Task item
Return the lines below exactly, from the first one through the line that has "impl<R: BufRead> RecordReader<R>". Leave out everything after it.

Data listing
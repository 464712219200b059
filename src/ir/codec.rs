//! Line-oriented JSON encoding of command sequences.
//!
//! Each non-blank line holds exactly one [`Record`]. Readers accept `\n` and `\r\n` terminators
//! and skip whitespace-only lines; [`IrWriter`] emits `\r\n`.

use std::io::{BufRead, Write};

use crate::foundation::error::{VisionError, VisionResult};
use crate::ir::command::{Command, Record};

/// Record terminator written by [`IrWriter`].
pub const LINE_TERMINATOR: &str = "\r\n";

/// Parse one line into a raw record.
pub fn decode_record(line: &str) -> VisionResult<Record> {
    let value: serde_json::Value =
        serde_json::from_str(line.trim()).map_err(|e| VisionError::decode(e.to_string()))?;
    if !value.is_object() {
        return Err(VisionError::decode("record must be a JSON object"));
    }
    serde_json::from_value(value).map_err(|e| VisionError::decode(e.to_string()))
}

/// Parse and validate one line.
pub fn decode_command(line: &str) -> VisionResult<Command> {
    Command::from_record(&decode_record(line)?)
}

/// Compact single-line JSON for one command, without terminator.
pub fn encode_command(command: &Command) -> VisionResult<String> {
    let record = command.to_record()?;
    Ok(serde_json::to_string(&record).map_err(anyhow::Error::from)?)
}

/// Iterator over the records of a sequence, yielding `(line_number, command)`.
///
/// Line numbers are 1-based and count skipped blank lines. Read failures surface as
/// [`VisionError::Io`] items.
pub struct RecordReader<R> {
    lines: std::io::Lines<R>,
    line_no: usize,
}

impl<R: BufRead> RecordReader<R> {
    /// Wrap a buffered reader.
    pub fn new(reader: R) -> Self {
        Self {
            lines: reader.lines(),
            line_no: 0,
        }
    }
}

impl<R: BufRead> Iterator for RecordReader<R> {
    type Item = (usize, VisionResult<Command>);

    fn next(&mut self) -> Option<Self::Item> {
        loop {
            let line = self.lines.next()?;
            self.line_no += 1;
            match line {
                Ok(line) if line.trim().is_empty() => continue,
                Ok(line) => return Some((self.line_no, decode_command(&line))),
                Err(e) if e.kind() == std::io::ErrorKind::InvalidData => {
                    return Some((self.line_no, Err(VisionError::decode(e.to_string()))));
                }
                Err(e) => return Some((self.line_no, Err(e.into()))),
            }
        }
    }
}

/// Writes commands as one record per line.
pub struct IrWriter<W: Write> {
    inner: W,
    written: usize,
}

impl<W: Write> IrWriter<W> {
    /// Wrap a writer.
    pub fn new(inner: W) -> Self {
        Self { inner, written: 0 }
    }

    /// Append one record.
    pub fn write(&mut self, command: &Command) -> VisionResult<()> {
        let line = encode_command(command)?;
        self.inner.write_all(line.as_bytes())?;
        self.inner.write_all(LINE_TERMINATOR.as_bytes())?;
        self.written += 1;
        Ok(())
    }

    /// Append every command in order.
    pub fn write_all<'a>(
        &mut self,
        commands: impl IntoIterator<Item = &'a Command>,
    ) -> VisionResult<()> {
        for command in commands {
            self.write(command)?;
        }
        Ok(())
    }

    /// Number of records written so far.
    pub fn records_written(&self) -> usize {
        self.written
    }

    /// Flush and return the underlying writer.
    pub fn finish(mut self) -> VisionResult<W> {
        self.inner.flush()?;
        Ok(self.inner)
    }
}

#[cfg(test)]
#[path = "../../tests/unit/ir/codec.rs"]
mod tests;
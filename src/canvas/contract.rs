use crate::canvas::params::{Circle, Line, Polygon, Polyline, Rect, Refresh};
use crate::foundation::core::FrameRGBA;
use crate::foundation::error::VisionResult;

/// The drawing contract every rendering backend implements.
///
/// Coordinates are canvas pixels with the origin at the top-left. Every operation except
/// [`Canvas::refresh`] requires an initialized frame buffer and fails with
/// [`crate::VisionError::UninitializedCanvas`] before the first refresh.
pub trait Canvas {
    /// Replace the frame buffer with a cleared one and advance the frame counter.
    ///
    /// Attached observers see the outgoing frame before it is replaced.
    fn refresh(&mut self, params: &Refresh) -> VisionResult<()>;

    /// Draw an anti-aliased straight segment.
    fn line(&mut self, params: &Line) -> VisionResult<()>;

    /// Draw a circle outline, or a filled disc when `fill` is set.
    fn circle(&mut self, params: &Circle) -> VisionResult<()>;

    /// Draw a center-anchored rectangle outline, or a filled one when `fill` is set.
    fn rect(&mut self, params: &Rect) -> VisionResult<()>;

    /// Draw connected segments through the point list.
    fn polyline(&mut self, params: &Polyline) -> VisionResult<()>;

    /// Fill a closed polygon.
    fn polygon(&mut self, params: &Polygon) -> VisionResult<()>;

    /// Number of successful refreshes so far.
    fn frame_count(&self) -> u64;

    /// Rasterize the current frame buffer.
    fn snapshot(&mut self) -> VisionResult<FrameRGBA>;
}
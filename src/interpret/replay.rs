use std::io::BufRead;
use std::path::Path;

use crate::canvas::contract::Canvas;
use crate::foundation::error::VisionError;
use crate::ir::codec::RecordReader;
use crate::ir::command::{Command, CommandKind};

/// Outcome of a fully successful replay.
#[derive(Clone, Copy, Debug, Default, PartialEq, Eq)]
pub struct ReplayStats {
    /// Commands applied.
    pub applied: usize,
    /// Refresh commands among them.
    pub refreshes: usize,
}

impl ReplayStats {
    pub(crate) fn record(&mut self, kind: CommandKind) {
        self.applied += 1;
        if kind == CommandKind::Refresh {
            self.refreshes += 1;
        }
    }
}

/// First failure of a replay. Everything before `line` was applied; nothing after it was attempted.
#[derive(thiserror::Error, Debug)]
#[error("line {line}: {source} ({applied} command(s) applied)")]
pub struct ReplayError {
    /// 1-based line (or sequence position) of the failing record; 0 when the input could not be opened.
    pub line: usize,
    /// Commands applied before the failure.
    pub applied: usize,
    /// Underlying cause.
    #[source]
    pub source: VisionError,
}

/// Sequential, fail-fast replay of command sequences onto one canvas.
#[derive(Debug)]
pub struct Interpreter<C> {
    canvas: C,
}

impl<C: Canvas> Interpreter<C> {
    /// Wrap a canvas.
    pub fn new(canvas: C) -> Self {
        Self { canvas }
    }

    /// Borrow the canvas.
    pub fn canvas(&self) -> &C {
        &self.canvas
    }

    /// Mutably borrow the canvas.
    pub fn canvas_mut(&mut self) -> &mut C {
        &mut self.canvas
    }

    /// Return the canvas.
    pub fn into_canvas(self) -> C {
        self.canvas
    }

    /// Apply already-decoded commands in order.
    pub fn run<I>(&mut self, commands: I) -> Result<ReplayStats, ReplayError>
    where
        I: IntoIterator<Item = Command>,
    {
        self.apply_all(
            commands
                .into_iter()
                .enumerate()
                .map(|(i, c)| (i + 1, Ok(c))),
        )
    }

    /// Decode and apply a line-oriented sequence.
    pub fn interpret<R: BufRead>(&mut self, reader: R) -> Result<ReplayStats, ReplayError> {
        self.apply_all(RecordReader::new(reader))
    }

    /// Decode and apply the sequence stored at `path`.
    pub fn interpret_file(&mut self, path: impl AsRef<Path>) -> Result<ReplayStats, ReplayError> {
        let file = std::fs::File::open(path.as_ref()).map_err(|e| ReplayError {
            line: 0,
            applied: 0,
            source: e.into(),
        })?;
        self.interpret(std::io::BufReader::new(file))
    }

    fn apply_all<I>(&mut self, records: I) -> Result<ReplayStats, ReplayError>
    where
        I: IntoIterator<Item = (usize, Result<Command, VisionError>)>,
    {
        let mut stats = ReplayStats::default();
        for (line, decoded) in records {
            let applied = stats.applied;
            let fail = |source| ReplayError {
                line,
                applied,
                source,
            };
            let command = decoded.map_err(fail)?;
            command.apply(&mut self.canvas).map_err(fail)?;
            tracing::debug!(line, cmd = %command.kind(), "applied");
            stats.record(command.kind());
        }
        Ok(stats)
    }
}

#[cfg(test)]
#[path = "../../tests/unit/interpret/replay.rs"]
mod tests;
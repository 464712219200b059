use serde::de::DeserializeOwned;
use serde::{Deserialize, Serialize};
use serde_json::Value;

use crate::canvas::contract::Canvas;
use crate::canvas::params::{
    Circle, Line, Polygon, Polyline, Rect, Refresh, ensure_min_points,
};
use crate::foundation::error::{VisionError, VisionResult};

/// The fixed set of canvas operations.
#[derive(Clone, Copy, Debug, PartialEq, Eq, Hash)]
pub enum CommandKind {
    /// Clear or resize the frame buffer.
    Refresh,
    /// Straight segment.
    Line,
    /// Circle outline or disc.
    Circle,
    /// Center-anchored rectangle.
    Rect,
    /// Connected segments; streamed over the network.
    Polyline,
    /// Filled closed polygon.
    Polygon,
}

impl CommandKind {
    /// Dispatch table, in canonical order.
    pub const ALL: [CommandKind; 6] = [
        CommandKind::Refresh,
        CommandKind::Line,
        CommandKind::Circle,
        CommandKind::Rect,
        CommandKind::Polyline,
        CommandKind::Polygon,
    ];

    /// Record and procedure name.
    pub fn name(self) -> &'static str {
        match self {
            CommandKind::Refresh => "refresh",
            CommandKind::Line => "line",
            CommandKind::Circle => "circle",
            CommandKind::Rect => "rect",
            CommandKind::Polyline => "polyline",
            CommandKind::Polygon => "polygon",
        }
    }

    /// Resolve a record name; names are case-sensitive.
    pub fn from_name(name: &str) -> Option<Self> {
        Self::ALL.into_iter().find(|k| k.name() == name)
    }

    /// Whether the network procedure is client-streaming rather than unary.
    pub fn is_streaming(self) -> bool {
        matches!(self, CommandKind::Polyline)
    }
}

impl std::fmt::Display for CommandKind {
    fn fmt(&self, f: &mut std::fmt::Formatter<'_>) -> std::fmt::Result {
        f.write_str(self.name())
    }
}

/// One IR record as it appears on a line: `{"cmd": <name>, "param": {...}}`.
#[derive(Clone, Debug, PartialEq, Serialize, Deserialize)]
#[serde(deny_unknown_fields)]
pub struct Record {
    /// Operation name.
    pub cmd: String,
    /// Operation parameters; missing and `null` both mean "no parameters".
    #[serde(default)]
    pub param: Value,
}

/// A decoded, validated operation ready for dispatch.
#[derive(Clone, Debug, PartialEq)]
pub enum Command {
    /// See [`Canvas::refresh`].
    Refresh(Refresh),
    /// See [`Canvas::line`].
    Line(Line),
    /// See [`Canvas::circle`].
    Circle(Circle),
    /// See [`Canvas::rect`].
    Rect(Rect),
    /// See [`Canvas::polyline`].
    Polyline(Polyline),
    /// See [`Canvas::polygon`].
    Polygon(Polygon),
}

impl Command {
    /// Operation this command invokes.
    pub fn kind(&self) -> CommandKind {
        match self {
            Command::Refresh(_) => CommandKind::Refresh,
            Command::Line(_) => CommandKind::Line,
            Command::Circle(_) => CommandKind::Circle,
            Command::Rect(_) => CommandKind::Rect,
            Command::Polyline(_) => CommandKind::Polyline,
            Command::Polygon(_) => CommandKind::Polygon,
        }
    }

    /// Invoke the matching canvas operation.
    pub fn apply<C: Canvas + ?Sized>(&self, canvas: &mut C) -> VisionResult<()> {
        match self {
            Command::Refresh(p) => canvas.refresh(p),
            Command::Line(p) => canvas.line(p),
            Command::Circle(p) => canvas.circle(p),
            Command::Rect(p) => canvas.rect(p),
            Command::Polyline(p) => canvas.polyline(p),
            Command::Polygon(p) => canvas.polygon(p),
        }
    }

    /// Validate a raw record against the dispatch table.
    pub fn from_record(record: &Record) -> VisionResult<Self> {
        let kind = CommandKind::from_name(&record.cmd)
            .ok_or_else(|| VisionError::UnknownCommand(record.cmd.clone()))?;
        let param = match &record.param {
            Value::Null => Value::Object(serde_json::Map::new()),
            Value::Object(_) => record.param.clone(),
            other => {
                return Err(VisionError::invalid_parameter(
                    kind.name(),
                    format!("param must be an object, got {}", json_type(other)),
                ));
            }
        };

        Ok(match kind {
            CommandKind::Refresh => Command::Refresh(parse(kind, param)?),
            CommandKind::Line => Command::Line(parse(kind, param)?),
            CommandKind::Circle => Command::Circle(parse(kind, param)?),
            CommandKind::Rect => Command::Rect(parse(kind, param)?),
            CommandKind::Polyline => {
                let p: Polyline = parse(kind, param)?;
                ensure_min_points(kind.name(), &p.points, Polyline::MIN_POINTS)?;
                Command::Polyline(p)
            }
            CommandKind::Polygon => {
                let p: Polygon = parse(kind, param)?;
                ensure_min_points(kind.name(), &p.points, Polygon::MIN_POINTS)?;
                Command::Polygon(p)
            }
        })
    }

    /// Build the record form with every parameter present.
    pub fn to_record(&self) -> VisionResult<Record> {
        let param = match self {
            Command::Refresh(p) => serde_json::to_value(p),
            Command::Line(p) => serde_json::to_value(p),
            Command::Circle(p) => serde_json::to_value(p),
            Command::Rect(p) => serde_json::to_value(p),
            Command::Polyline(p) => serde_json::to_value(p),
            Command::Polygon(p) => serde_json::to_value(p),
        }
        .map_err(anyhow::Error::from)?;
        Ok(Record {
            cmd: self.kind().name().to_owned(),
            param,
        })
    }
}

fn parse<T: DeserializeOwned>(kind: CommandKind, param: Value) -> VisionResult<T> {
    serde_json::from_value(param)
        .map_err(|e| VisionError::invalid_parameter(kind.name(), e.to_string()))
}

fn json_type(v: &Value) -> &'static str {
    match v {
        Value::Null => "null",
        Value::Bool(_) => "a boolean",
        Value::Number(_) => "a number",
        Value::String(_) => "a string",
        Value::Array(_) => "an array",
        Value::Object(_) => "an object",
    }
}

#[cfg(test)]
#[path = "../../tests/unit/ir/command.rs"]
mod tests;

Result below
repository 464712219200b059
filename src/ir/codec.rs
//! Line-oriented JSON encoding of command sequences.
//!
//! Each non-blank line holds exactly one [`Record`]. Readers accept `\n` and `\r\n` terminators
//! and skip whitespace-only lines; [`IrWriter`] emits `\r\n`.

use std::io::{BufRead, Write};

use crate::foundation::error::{VisionError, VisionResult};
use crate::ir::command::{Command, Record};

/// Record terminator written by [`IrWriter`].
pub const LINE_TERMINATOR: &str = "\r\n";

/// Parse one line into a raw record.
pub fn decode_record(line: &str) -> VisionResult<Record> {
    let value: serde_json::Value =
        serde_json::from_str(line.trim()).map_err(|e| VisionError::decode(e.to_string()))?;
    if !value.is_object() {
        return Err(VisionError::decode("record must be a JSON object"));
    }
    serde_json::from_value(value).map_err(|e| VisionError::decode(e.to_string()))
}

/// Parse and validate one line.
pub fn decode_command(line: &str) -> VisionResult<Command> {
    Command::from_record(&decode_record(line)?)
}

/// Compact single-line JSON for one command, without terminator.
pub fn encode_command(command: &Command) -> VisionResult<String> {
    let record = command.to_record()?;
    Ok(serde_json::to_string(&record).map_err(anyhow::Error::from)?)
}

/// Iterator over the records of a sequence, yielding `(line_number, command)`.
///
/// Line numbers are 1-based and count skipped blank lines. Read failures surface as
/// [`VisionError::Io`] items.
pub struct RecordReader<R> {
    lines: std::io::Lines<R>,
    line_no: usize,
}

impl<R: BufRead> RecordReader<R> {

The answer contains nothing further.